AINSA v. UNITED STATES.

APPEAL FROM THE COURT OF PRIVATE LAND CLAIMS.

No. 429. Argued October 25, 28, 1895. - Decided March 2, 1896.

In order to the confirmation of a Mexican grant by the Court of Private Land Claims, it must appear not only that the title was lawfully and regularly derived, but that, if the grant were not complete and perfect, the claimant could, by right and not by grace, have demanded that it should be made perfect by the former government, had the territory not been acquired by the United States; and by the treaty no grant could be considered obligatory which had not been theretofore located.

The grant under which the plaintiff in error claims was a grant of a specific quantity of land, to wit: seven and a half sitios and two scant caballerios within exterior boundaries, and not a grant of the entire eighteen leagues contained within those exterior boundaries; and as location was a prerequisite to any action by the Court of Private Land Claims, and as the grant had not been located at the date of the Gadsden treaty, it cannot be confirmed.

THIS was a proceeding on behalf of the United States, instituted by direction of the Attorney General, in the Court of Private Land Claims, under the third clause of section eight of the act of March 3, 1891, c. 539, 26 Stat. 854. The petition alleged that defendants were asserting a claim to the premises in dispute under an alleged Mexican land grant by virtue of the treaty of December 30, 1853, known as the "Gadsden Purchase," and that the title of defendants and each of them. was open to question in several particulars set out in the petition. And it was prayed that the defendants be notified to

Statement of the Case.

show cause why the alleged grant should not be declared null and void, and that the title to said land might be quieted and forever settled, and for general relief.

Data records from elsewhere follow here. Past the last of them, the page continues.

//! One stochastic gradient step on the primal variables

use super::{lagrangian_term, DualVariables, PrimalVariables};
use crate::autograd::{add, backward, scale, select};
use crate::data::Sample;
use crate::error::{Error, Result};
use crate::models::ConstrainedModel;
use crate::optim::ParamGroups;
use crate::train::{one_hot, CrossEntropyLoss, LossFn};
use crate::Tensor;

/// Learning rates of the four primal groups
#[derive(Debug, Clone, Copy, PartialEq)]
pub struct PrimalRates {
    pub model: f32,
    pub tau: f32,
    pub eps: f32,
    pub w: f32,
}

impl PrimalRates {
    /// Joint optimizer with one plain SGD group per primal variable
    pub fn optimizer(&self) -> Result<ParamGroups> {
        Ok(ParamGroups::new()
            .with_sgd("model", self.model)?
            .with_sgd("tau", self.tau)?
            .with_sgd("eps", self.eps)?
            .with_sgd("w", self.w)?)
    }
}

/// Where in the schedule a step runs; carried into divergence errors
#[derive(Debug, Clone, Copy, PartialEq, Eq, Default)]
pub struct StepLocation {
    pub outer: usize,
    pub step: usize,
}

/// Result of one primal step
#[derive(Debug, Clone, Copy, PartialEq)]
pub struct StepOutcome {
    /// Sample index the step trained on
    pub index: usize,
    /// `t1 + beta * t2`
    pub loss: f32,
    pub t1: f32,
    pub t2: f32,
    /// `eps` after the optimizer update, before projection
    pub eps_before_projection: f32,
}

/// Train on sample `index` once
///
/// Runs the forward pass, backpropagates `t1 + beta * t2`, steps every
/// optimizer group, clears gradients and projects `eps` onto `eps >= 0`.
/// Dual variables are only read.
#[allow(clippy::too_many_arguments)]
pub fn primal_step(
    model: &mut dyn ConstrainedModel,
    primal: &mut PrimalVariables,
    dual: &DualVariables,
    optimizer: &mut ParamGroups,
    sample: &Sample,
    index: usize,
    n_positives: usize,
    beta: f32,
    location: StepLocation,
) -> Result<StepOutcome> {
    if index >= primal.len() || index >= dual.len() {
        return Err(Error::ShapeMismatch {
            context: "primal step index".into(),
            expected: primal.len().min(dual.len()),
            actual: index + 1,
        });
    }

    let features = Tensor::constant(sample.features.clone());
    let output = model.forward(&features)?;

    let t1 = CrossEntropyLoss.forward(&output.logits, &one_hot(usize::from(sample.label), 2));
    let t2 = lagrangian_term(
        sample.label,
        n_positives,
        &output.score,
        &select(&primal.tau, index),
        &primal.eps,
        &primal.w,
        dual.snapshot(index),
    );
    let mut loss = add(&t1, &scale(&t2, beta));

    let outcome = StepOutcome {
        index,
        loss: loss.item(),
        t1: t1.item(),
        t2: t2.item(),
        eps_before_projection: f32::NAN,
    };
    if !outcome.loss.is_finite() {
        return Err(diverged("loss", outcome.loss, location));
    }

    backward(&mut loss, None);

    optimizer.step("model", &mut model.parameters_mut())?;
    optimizer.step("tau", &mut [&mut primal.tau])?;
    optimizer.step("eps", &mut [&mut primal.eps])?;
    optimizer.step("w", &mut [&mut primal.w])?;

    optimizer.zero_grad("model", &mut model.parameters_mut())?;
    optimizer.zero_grad("tau", &mut [&mut primal.tau])?;
    optimizer.zero_grad("eps", &mut [&mut primal.eps])?;
    optimizer.zero_grad("w", &mut [&mut primal.w])?;

    // f32::max drops NaN, so finiteness is checked before projecting
    if let Some((name, value)) = primal.first_non_finite() {
        return Err(diverged(name, value, location));
    }
    for (name, param) in model.named_parameters() {
        if let Some(&value) = param.data().iter().find(|v| !v.is_finite()) {
            return Err(diverged(&name, value, location));
        }
    }

    let eps_before_projection = primal.eps_value();
    primal.project_eps();

    Ok(StepOutcome {
        eps_before_projection,
        ..outcome
    })
}

fn diverged(quantity: &str, value: f32, location: StepLocation) -> Error {
    Error::NumericDivergence {
        quantity: quantity.to_string(),
        value,
        phase: "primal",
        outer: location.outer,
        step: location.step,
    }
}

Separate answers were filed by Santiago Ainsa, administrator of Frank Ely, and by Juan Pedro Camou and George H. Howard. Defendants admitted that they claimed the land as tenants in common, and each set up and pleaded his title and asked confirmation of his claim. The New Mexico and Arizona Railroad Company claimed its right of way under them. The answer of Camou and Howard stated among other things:

"That, as appears and is shown from and in the said official survey, the minutes whereof are contained in the aforesaid testimonio, the form of the same was nearly square, the northern and southern boundaries conforming, of necessity, angularly with those of the Casita Rancho and the Tumacacori and Calabasas tracts; that within the bounds, natural objects, and monuments set forth and established by the said official survey, there is an excess of about, more or less, some 4631 hectaras, 21 aras, and 47 centiaras, or about-of such said excess, surplus, or demasias, being in that portion of grant lying and being in the State of Sonora, all of which is set forth and shown in the resurvey of the grant and plot thereof had and made A. D. 1886, by the Mexican government upon the petition of your petitioner, Camou, to purchase the said demasias that lay within the Republic of Mexico; which said resurvey and plot thereof and the proceedings thereon, as well as the final sale and grants by the said Republic of Mexicopetitioner Camou of the said demasias within the said republic, and a final recognition, expressly considered and given, of the aforesaid original grant of, made A. D. 1843 by the treasurer general of the department of Sonora, are contained, shown, and set forth in the duly authenticated original testimonio, which was made and delivered unto the said Camou by the said republic as complete and final evidence of title, a copy of which is filed herein and herewith, marked as 'Exhibit B.'"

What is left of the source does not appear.